(PIND) ansible-builder fails to run inside the container with lgetxattr ... merged/.profile: invalid argument

[ssbarnea]

I spotted that on macos arm64 our test of using builder from within the built container fails with the error below.

I is happening only when the container with podman inside is executed under docker running container.

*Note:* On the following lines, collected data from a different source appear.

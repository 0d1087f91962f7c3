//! `ragpipe` crate (library surface).
//!
//! The primary entrypoint for end users is the `ragpipe` binary (CLI + MCP stdio).
//! This library module exists to support embedding and to provide a stable way to
//! reuse core types without depending on internal crate layout.

pub use ragpipe_core as core;
pub use ragpipe_local as local;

If podman was used to run this container the build will work.

Working

podman run --rm  --device "/dev/fuse" -e NO_COLOR=1 -v $PWD:/workdir  --user=root --cap-add=CAP_MKNOD --cap-add=NET_ADMIN --cap-add=SYS_ADMIN --cap-add=SYS_RESOURCE --security-opt "apparmor=unconfined" --security-opt "label=disable"  --security-opt "seccomp=unconfined" --security-opt=unmask=/sys/fs/cgroup --userns=host  -it ghcr.io/ansible/community-ansible-dev-tools /bin/bash -c "cd /workdir && podman build -f context/Containerfile -t ansible-execution-env:latest context"

Not working

docker run --rm  --device "/dev/fuse" -e NO_COLOR=1 -v $PWD:/workdir  --user=root --privileged  -it ghcr.io/ansible/community-ansible-dev-tools /bin/bash -c "cd /workdir && podman build -f context/Containerfile -t ansible-execution-env:latest context"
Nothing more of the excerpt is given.